Created on: July 04, 2010

There is a memory that I cannot forget.

I grew up in a small neighborhood where everyone knew each other by name. To an adult it was a charming subdivision, but to a child, it was a kingdom. As a child, my best friends and I explored that neighborhood from top to bottom. We skated up and down the streets, sat in wagons and used the handle to steer ourselves down hills, and we built magnificent forts in the woods and declared we would live there for the rest of our lives. Of course, when the lightening bugs came out and our parents called us inside, we quickly retreated into the warmth and shelter of our homes, but I forever have a mental image of that muddy clearing, the tall sticks propped up against each other that formed the walls to our fort, and a circular room with the walls made of thickly twined vines that we called the “vine room”.

At the end of one of the roads that branched off from the main one in our subdivision, there was a gravel road. A sign hung on a tree that read, very clearly: PRIVATE AREA. NO TRESPASSING.

Cassie and I walked past that sign without a worry in the world and down that road, singing “When I Think About Angels” by Jamie O’Neal at the top of our lungs. I remember how warm the sun was as it radiated against the crown of my head, and the feel of the hot gravel against my bare feet. We dreamed there was a mansion there with a secret prince living in it. We dreamed of riches and giant swimming pools with fountains. We simply dreamed, because we could. The world was limitless.

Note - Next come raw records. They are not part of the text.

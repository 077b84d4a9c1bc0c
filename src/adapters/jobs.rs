//! Remote job tracking.
//!
//! Jobs are never persisted; they are tracked only by the id the service
//! hands back and polled until they reach a terminal state.

use std::time::Duration;

use serde::{Deserialize, Serialize};
use serde_json::Value;
use tracing::{debug, instrument};

use super::{PdfServiceApi, ServiceError, ServiceResult};

/// Normalized job status, independent of the remote field spellings
#[derive(Debug, Clone, PartialEq)]
pub enum JobStatus {
    /// Still running
    Pending {
        status: String,
        percent: Option<f64>,
    },

    /// Finished; the result document can be downloaded
    Succeeded { result_document_id: String },

    /// Finished with a failure; carries the raw status payload
    Failed { payload: Value },
}

impl JobStatus {
    pub fn is_terminal(&self) -> bool {
        !matches!(self, Self::Pending { .. })
    }
}

/// Fixed-interval polling budget
#[derive(Debug, Clone, Copy, PartialEq, Eq, Serialize, Deserialize)]
pub struct PollPolicy {
    /// Wait before each status request, in milliseconds (default: 1000)
    #[serde(default = "default_interval_ms")]
    pub interval_ms: u64,

    /// Maximum number of status requests (default: 60)
    #[serde(default = "default_max_attempts")]
    pub max_attempts: u32,
}

fn default_interval_ms() -> u64 {
    1000
}
fn default_max_attempts() -> u32 {
    60
}

impl Default for PollPolicy {
    fn default() -> Self {
        Self {
            interval_ms: default_interval_ms(),
            max_attempts: default_max_attempts(),
        }
    }
}

impl PollPolicy {
    pub fn interval(&self) -> Duration {
        Duration::from_millis(self.interval_ms)
    }

    /// Upper bound on time spent polling one job
    pub fn ceiling(&self) -> Duration {
        Duration::from_millis(self.interval_ms.saturating_mul(u64::from(self.max_attempts)))
    }
}

/// Poll a job until it succeeds, fails, or the attempt budget runs out.
///
/// Sleeps one interval before every status request. Errors from a single
/// status request abort polling immediately.
#[instrument(skip(api, policy), fields(service = api.name()))]
pub async fn poll_until_terminal(
    api: &dyn PdfServiceApi,
    job_id: &str,
    policy: &PollPolicy,
) -> ServiceResult<String> {
    for attempt in 1..=policy.max_attempts {
        tokio::time::sleep(policy.interval()).await;

        match api.job_status(job_id).await? {
            JobStatus::Succeeded { result_document_id } => {
                debug!(attempt, %result_document_id, "Job succeeded");
                return Ok(result_document_id);
            }
            JobStatus::Failed { payload } => {
                return Err(ServiceError::JobFailed {
                    job_id: job_id.to_string(),
                    payload,
                });
            }
            JobStatus::Pending { status, percent } => {
                debug!(attempt, %status, ?percent, "Job still running");
            }
        }
    }

    Err(ServiceError::Timeout {
        job_id: job_id.to_string(),
        attempts: policy.max_attempts,
    })
}

/// Upload an HTML body, convert it to PDF remotely, and download the result
pub async fn convert_html_to_pdf(
    api: &dyn PdfServiceApi,
    html: &str,
    policy: &PollPolicy,
) -> ServiceResult<Vec<u8>> {
    let document_id = api.upload(html.as_bytes().to_vec(), "input.html").await?;
    let job_id = api.submit_conversion(&document_id).await?;
    let result_id = poll_until_terminal(api, &job_id, policy).await?;
    api.download(&result_id).await
}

We never made it all the way down the road. We always backed out halfway down and ran home.

In 6th grade, I moved out of that house and across town. It’s been five years since I lived there, and six since I played in my kingdom. I drove back there last month, in my own car, and it was one of the worst experiences of my life.

It was small. In my memory, the neighborhood was limitless. But as I turned into it, I noticed that it really wasn’t as grandiose as I had thought. As I slowly drove down the neighborhood, I trilled off people’s houses in my mind: there’s the Pink Lady’s house, the Graces’ house, The Andersons’…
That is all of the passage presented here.